Thanks for starting the conversation on this. Collaborative editing is something I've thought about quite a bit. Since we haven't had a need for it at Facebook yet, I haven't tried building anything to make it happen.
I've considered your suggestion of exposing the operations themselves, but part of the issue there is that we don't necessarily have information about the operations. For instance, with spellcheck handling, we throw out the old value for the selected text node and replace it with the new value. Since we're using immutable states, the actual delta in the text is unimportant for our state management, and is not tracked.
Additionally, Modifier
methods serve to wrap multiple transactions -- we would need to record each transaction in a list to make the appropriate change fully available.
One option I have considered is the Quip approach of locking blocks that are being edited by others.

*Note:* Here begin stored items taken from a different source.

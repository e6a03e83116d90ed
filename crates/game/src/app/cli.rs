use std::path::PathBuf;

#[derive(Debug, Clone, PartialEq, Eq)]
pub(crate) enum Command {
    Help,
    Levels {
        progress_file: Option<PathBuf>,
    },
    Play(PlayOptions),
}

#[derive(Debug, Clone, PartialEq, Eq)]
pub(crate) enum LevelSource {
    /// 1-based position in the campaign.
    Campaign(usize),
    File { path: PathBuf, index: usize },
    GeneratedReply { path: PathBuf, prompt: String },
}

#[derive(Debug, Clone, PartialEq, Eq)]
pub(crate) enum ProgramSource {
    Inline(String),
    File(PathBuf),
}

#[derive(Debug, Clone, PartialEq, Eq)]
pub(crate) struct PlayOptions {
    pub(crate) level: LevelSource,
    pub(crate) program: ProgramSource,
    pub(crate) step_ms: Option<u64>,
    pub(crate) instant: bool,
    pub(crate) show_board: bool,
    pub(crate) save_solution: Option<PathBuf>,
    pub(crate) progress_file: Option<PathBuf>,
}

pub(crate) fn parse_args(args: &[String]) -> Result<Command, String> {
    let Some(command) = args.first() else {
        return Err("missing subcommand".to_string());
    };
    let command_args = &args[1..];

    match command.as_str() {
        "-h" | "--help" | "help" => Ok(Command::Help),
        "levels" => parse_levels_args(command_args),
        "play" => parse_play_args(command_args).map(Command::Play),
        other => Err(format!("unknown subcommand '{other}'")),
    }
}

fn parse_levels_args(args: &[String]) -> Result<Command, String> {
    let mut progress_file = None;
    let mut index = 0usize;
    while index < args.len() {
        match args[index].as_str() {
            "--progress-file" => {
                progress_file = Some(PathBuf::from(flag_value(args, index)?));
                index += 2;
            }
            other => return Err(format!("unknown levels argument '{other}'")),
        }
    }
    Ok(Command::Levels { progress_file })
}

fn parse_play_args(args: &[String]) -> Result<PlayOptions, String> {
    let mut level_number = None;
    let mut level_file = None;
    let mut level_index = 1usize;
    let mut generated_reply = None;
    let mut prompt = None;
    let mut program = None;
    let mut step_ms = None;
    let mut instant = false;
    let mut show_board = true;
    let mut save_solution = None;
    let mut progress_file = None;

    let mut index = 0usize;
    while index < args.len() {
        match args[index].as_str() {
            "--level" => {
                let value = flag_value(args, index)?;
                let number = value
                    .parse::<usize>()
                    .ok()
                    .filter(|number| *number > 0)
                    .ok_or_else(|| {
                        format!("invalid --level value '{value}' (expected a level number from 1)")
                    })?;
                level_number = Some(number);
                index += 2;
            }
            "--level-file" => {
                level_file = Some(PathBuf::from(flag_value(args, index)?));
                index += 2;
            }
            "--level-index" => {
                let value = flag_value(args, index)?;
                level_index = value
                    .parse::<usize>()
                    .ok()
                    .filter(|number| *number > 0)
                    .ok_or_else(|| {
                        format!("invalid --level-index value '{value}' (expected 1 or more)")
                    })?;
                index += 2;
            }
            "--generated-reply" => {
                generated_reply = Some(PathBuf::from(flag_value(args, index)?));
                index += 2;
            }
            "--prompt" => {
                prompt = Some(flag_value(args, index)?.to_string());
                index += 2;
            }
            "--program" => {
                set_program(
                    &mut program,
                    ProgramSource::Inline(flag_value(args, index)?.to_string()),
                )?;
                index += 2;
            }
            "--program-file" => {
                set_program(
                    &mut program,
                    ProgramSource::File(PathBuf::from(flag_value(args, index)?)),
                )?;
                index += 2;
            }
            "--step-ms" => {
                let value = flag_value(args, index)?;
                step_ms = Some(
                    value
                        .parse::<u64>()
                        .map_err(|_| format!("invalid --step-ms value '{value}' (expected u64)"))?,
                );
                index += 2;
            }
            "--instant" => {
                instant = true;
                index += 1;
            }
            "--no-board" => {
                show_board = false;
                index += 1;
            }
            "--save-solution" => {
                save_solution = Some(PathBuf::from(flag_value(args, index)?));
                index += 2;
            }
            "--progress-file" => {
                progress_file = Some(PathBuf::from(flag_value(args, index)?));
                index += 2;
            }
            other => return Err(format!("unknown play argument '{other}'")),
        }
    }

    let level = match (level_number, level_file, generated_reply) {
        (Some(number), None, None) => LevelSource::Campaign(number),
        (None, Some(path), None) => LevelSource::File {
            path,
            index: level_index,
        },
        (None, None, Some(path)) => LevelSource::GeneratedReply {
            path,
            prompt: prompt.unwrap_or_default(),
        },
        (None, None, None) => LevelSource::Campaign(1),
        _ => {
            return Err(
                "--level, --level-file and --generated-reply are mutually exclusive".to_string(),
            )
        }
    };
    let program = program.ok_or_else(|| "play requires --program or --program-file".to_string())?;

    Ok(PlayOptions {
        level,
        program,
        step_ms,
        instant,
        show_board,
        save_solution,
        progress_file,
    })
}

fn set_program(slot: &mut Option<ProgramSource>, source: ProgramSource) -> Result<(), String> {
    if slot.is_some() {
        return Err("--program and --program-file may only be given once".to_string());
    }
    *slot = Some(source);
    Ok(())
}

fn flag_value<'a>(args: &'a [String], index: usize) -> Result<&'a str, String> {
    args.get(index + 1)
        .map(String::as_str)
        .ok_or_else(|| format!("missing value for {}", args[index]))
}

pub(crate) fn usage_text() -> String {
    [
        "Usage:",
        "  cubebot levels [--progress-file <path>]",
        "  cubebot play (--program \"<blocks>\" | --program-file <path>) [options]",
        "",
        "Level (default --level 1):",
        "  --level <n>                campaign level, must be unlocked",
        "  --level-file <path>        level JSON, or {\"levels\": [...]}",
        "  --level-index <n>          which level of a --level-file pack (default 1)",
        "  --generated-reply <path>   generator reply JSON; invalid replies keep level 1",
        "  --prompt <text>            description passed to the generator",
        "",
        "Options:",
        "  --step-ms <ms>             step duration (default 800, env CUBEBOT_STEP_MS)",
        "  --instant                  no waits between steps",
        "  --no-board                 print event lines only",
        "  --save-solution <path>     write a solution report after a win",
        "  --progress-file <path>     progress JSON (default $CUBEBOT_HOME/progress.json)",
        "",
        "Blocks: MOVE JUMP TURN_LEFT TURN_RIGHT (or M J L R), separated by spaces or commas.",
    ]
    .join("\n")
}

In this way, as the remote user modifies the locked block, the full state of that block can be sent at intervals. (Live per-character changes aren't especially important if the block is locked.) It's a heavier payload to send a whole block, of course.
I think it would also be possible to identify deltas between ContentStates (or individual ContentBlocks) for transmission, after transactions have already been performed.
It seems like for the spellcheck case we could do a "diff" of the old and new strings within a block to infer the change – even just stripping off a common prefix and suffix, so
-writing collaboritivly using draft.js
+writing collaboratively using draft.js
would turn into essentially
writing collabor[-itiv-][+ative+]ly using draft.js
which we could more easily represent as a state "transaction". I personally get frustrated by Quip's "block locking" and much prefer how Google Docs lets two people edit one paragraph.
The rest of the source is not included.